Inspite of the stories i have heard about couples with ADD, this is a level of cruelty i cannot cope with. she has no conscience and no feeling day in day out over years. She is a good mom and housewife but I do not count even if I am on my deathbed. I got a book about ADD relations, she did not bother to read much citing lack of hope. I tried couselling, talking and she said no, you sort yourself. She is not willing to do anything to help our relationship, zero no matter how much i beg.
I cannot take this and as bad as my ADD was, i say was because i am medicated now and improving and doing well at work in a very long time, i am building self esteem brick by brick. Zero credit for having discovered my disease on my own, 100%. People in my support group see me as a little hero given how much i did alone to get better.

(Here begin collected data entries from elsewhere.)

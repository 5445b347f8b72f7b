use sqlx::PgPool;

use crate::models::Notification;

pub async fn unread_by_customer(
    pool: &PgPool,
    account_id: i32,
) -> Result<Vec<Notification>, sqlx::Error> {
    sqlx::query_as::<_, Notification>(
        "SELECT id, recipient, title, is_read, created_at \
         FROM notifications WHERE recipient = $1 AND NOT is_read \
         ORDER BY created_at DESC",
    )
    .bind(account_id)
    .fetch_all(pool)
    .await
}

/// Scoped to the recipient so one account cannot clear another's
/// notifications. False when nothing matched.
pub async fn mark_read(pool: &PgPool, id: i32, account_id: i32) -> Result<bool, sqlx::Error> {
    let updated = sqlx::query(
        "UPDATE notifications SET is_read = TRUE WHERE id = $1 AND recipient = $2",
    )
    .bind(id)
    .bind(account_id)
    .execute(pool)
    .await?
    .rows_affected();

    Ok(updated > 0)
}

Does she have the right to do this? do i deserve this? total irrelevance and her shouting from the bottom of her gut that she hates me and hates me and hates.
In order to not have a vein rupture somewhere in my brain from all the heavy burdens most human will never experience or know that they exist, i need to get away from this. I dont think this is normal, whatever my disease and specially that i go to the bottom of it with treatment. It was a difficult journey, very difficult and now i was hoping to get a little reward and support which would be normalcy and having a human next to me. I came close to suicide but kept the faith thinking of my parents and son.
Help, thank you. I hope all you guys are doing good. this disease eventough ridiculed by some can kill your soul and you if left as is.
all the praise to my meds that simply are why i can go on, you guys know what I mean.